[Stored entries]
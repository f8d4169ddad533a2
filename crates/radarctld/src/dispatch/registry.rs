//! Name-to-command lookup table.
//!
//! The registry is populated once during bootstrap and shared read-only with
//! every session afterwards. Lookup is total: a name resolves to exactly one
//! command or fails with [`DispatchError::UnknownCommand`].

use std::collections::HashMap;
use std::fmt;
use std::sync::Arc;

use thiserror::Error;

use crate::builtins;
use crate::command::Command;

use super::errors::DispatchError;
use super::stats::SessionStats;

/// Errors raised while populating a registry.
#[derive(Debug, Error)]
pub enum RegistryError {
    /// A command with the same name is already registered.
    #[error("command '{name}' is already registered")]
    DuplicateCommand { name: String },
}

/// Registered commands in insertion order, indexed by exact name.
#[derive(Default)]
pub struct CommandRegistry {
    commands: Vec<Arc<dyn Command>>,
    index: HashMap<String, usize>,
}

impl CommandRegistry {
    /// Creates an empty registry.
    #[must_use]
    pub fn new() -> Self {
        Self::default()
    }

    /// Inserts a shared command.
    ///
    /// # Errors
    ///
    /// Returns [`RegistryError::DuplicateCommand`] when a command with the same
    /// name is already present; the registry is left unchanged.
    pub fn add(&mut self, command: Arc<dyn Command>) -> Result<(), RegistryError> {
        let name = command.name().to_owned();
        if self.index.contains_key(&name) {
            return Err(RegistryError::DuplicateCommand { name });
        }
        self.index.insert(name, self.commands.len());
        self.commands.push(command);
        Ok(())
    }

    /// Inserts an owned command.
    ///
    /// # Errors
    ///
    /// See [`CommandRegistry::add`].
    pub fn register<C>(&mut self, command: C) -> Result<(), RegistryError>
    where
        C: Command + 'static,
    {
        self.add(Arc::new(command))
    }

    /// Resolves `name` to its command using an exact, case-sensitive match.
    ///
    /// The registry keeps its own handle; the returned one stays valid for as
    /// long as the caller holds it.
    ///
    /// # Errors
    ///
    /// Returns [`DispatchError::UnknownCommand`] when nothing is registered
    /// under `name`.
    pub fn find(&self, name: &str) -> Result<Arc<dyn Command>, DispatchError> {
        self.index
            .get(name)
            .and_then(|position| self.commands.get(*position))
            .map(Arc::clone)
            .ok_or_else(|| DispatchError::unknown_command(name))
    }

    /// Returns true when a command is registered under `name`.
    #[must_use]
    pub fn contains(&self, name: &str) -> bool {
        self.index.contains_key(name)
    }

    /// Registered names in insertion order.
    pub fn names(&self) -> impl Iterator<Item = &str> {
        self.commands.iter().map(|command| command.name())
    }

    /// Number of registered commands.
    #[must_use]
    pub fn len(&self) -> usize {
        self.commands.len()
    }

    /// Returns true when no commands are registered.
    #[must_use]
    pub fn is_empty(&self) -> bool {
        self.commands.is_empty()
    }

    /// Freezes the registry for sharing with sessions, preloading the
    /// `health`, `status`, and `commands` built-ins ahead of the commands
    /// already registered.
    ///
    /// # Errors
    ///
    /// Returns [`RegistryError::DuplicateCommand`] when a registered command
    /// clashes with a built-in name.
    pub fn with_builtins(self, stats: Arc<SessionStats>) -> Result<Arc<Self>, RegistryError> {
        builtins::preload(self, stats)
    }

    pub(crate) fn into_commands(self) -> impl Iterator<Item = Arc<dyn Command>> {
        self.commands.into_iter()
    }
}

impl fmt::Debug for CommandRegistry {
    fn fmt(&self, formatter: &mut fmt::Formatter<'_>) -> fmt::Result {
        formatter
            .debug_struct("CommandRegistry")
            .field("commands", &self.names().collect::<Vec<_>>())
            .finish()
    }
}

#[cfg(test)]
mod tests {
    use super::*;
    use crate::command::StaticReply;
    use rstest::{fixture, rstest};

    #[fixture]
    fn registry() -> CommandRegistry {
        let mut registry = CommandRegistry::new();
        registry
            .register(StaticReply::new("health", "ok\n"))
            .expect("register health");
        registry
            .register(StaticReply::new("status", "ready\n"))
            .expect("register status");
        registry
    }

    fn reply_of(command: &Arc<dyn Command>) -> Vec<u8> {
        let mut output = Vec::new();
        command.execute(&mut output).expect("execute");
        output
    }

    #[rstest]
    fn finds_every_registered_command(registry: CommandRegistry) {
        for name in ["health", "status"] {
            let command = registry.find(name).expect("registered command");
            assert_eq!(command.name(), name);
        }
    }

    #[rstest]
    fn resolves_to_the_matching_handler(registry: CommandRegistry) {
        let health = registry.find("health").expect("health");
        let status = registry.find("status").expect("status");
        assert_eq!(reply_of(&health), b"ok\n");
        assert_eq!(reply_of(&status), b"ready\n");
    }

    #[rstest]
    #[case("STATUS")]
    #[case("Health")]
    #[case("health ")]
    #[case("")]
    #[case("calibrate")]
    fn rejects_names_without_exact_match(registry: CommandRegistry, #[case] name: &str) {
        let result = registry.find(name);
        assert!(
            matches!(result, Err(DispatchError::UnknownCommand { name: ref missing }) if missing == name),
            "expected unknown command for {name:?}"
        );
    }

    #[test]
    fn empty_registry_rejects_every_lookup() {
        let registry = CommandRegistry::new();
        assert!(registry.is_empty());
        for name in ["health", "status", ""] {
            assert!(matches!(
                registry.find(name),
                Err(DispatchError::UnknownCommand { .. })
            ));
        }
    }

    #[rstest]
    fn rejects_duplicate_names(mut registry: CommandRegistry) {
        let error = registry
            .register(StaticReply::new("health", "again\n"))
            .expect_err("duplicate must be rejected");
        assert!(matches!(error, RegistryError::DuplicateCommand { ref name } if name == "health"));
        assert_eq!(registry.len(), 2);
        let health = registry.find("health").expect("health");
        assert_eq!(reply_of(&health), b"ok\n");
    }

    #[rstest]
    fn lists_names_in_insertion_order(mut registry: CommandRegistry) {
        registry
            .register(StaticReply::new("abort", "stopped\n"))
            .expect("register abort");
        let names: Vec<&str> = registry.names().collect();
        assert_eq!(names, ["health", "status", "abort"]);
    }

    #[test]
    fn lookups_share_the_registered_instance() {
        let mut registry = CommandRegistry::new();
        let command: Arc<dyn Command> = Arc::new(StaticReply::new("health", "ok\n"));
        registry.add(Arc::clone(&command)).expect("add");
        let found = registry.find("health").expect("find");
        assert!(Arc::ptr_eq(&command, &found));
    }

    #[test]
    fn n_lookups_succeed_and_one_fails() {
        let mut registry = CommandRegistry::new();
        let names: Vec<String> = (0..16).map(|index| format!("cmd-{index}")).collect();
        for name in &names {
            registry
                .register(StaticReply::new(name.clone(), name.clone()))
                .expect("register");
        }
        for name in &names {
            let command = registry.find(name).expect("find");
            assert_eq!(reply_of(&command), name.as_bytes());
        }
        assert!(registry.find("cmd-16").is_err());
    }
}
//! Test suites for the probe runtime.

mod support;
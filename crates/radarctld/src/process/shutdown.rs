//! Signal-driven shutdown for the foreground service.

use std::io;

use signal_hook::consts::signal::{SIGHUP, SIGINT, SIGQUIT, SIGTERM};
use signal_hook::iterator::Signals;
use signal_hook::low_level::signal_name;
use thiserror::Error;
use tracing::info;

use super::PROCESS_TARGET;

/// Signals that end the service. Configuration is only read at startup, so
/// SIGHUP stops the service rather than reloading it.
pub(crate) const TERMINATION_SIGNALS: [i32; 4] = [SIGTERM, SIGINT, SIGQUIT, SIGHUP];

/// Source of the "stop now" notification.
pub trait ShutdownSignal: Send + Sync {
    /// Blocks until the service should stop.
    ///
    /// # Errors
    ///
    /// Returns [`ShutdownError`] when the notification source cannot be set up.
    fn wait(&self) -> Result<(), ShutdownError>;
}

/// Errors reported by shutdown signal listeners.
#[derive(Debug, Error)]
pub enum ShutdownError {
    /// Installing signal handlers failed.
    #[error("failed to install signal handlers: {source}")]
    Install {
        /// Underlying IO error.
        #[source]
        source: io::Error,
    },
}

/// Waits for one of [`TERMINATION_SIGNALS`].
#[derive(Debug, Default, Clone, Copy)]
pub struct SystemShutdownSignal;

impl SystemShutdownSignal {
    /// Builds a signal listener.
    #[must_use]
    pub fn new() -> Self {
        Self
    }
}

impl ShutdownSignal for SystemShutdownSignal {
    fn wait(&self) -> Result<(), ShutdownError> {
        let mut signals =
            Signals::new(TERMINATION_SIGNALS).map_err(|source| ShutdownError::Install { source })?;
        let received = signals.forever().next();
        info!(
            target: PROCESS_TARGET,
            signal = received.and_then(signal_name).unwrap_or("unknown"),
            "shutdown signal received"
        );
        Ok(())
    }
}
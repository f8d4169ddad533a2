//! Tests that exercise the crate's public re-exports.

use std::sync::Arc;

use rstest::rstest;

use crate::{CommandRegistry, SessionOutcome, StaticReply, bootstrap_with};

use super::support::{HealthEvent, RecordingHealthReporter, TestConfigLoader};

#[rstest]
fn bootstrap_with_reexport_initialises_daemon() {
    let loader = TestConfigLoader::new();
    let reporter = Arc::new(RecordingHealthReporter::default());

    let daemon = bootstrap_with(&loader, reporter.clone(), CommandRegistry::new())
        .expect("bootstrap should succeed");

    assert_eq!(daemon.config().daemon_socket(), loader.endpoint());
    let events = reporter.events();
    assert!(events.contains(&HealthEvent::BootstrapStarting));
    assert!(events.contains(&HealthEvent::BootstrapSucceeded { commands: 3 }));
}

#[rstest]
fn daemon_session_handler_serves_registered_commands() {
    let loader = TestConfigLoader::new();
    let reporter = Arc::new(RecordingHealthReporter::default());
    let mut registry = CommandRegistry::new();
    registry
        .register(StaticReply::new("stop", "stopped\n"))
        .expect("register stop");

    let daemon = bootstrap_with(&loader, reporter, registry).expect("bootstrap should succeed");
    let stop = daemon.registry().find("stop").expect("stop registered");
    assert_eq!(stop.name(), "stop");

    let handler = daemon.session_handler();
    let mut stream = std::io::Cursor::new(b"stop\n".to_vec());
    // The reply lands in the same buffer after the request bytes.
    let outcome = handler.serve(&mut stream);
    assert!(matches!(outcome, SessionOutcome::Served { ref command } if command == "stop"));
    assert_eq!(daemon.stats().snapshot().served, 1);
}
...
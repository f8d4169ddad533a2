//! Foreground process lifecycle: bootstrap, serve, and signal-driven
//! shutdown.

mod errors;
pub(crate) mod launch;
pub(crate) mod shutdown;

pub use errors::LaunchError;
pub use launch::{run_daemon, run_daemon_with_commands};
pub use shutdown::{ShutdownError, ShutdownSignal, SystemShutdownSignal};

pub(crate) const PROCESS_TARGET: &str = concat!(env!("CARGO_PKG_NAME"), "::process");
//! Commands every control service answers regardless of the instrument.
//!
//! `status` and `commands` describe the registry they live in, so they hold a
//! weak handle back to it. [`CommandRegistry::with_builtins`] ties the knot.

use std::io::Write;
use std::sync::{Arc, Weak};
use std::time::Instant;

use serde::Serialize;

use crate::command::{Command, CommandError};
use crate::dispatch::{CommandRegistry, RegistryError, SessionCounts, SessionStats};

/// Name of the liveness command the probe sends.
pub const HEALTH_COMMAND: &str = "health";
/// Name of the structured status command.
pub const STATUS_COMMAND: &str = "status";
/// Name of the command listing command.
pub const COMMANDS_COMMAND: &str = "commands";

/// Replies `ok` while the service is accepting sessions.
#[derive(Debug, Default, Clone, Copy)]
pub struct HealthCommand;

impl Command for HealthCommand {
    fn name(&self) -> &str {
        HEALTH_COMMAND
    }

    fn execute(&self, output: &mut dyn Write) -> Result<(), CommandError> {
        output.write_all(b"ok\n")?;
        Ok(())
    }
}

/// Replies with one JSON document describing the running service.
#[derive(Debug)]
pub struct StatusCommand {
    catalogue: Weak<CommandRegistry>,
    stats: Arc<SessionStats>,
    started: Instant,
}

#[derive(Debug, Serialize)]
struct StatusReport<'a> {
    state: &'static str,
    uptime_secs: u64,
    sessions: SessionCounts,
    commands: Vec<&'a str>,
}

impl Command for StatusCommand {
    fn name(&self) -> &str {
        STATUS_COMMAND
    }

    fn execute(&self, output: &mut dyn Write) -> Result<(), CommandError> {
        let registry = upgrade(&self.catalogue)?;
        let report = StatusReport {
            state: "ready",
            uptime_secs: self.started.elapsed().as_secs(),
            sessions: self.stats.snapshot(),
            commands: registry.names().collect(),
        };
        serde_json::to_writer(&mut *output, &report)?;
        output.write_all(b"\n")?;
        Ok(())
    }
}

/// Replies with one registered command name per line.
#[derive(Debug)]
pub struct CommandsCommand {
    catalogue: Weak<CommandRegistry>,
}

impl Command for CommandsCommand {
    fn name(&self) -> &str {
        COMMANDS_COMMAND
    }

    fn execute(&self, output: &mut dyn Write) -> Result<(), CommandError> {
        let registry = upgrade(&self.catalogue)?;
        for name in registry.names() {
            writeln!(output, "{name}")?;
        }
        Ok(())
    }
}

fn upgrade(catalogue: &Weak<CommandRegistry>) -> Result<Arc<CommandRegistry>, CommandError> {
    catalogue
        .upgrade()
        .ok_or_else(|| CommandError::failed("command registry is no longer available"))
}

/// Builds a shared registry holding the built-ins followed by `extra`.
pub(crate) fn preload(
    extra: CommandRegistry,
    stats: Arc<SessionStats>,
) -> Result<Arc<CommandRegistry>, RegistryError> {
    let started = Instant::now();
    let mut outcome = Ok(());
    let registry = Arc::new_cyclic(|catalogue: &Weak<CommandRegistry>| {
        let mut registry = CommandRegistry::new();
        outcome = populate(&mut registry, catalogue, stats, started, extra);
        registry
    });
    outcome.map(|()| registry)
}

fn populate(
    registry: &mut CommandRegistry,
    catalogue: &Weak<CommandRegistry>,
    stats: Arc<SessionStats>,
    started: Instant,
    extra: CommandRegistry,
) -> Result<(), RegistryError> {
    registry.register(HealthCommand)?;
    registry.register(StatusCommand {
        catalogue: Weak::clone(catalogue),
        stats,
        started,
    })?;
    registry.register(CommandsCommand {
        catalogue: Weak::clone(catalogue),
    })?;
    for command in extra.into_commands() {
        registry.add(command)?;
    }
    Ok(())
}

=== What needs to be done ===
Answer with the number alone after tallying the lines of the entries above that contain the word "catalogue".

=== Exercise solution ===
11